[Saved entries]

********

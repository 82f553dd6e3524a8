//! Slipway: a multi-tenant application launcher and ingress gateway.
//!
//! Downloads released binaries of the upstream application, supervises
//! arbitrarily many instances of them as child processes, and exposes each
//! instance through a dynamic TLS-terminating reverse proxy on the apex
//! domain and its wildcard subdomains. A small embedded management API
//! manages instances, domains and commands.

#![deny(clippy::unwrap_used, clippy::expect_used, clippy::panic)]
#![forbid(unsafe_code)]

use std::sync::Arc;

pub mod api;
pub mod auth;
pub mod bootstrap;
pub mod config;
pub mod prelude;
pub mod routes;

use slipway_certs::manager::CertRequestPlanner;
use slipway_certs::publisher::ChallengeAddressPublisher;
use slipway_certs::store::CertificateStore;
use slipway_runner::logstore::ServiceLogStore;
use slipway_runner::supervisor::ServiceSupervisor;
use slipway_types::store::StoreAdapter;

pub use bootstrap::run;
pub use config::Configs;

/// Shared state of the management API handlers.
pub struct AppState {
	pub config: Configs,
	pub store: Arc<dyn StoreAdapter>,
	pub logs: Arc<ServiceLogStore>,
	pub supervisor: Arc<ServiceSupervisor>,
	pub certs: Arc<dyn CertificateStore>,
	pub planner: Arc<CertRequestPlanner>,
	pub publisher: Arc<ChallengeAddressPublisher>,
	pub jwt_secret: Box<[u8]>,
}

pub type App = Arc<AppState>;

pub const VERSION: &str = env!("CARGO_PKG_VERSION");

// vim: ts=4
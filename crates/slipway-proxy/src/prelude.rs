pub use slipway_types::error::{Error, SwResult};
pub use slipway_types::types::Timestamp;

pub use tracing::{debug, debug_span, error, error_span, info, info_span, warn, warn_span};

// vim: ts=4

********

▶ [TASK OBJECTIVE]:
Filter the preceding entries down to the lines with "ChallengeAddressPublisher".

▶ [EXPECTED ANSWER]:
use slipway_certs::publisher::ChallengeAddressPublisher;
	pub publisher: Arc<ChallengeAddressPublisher>,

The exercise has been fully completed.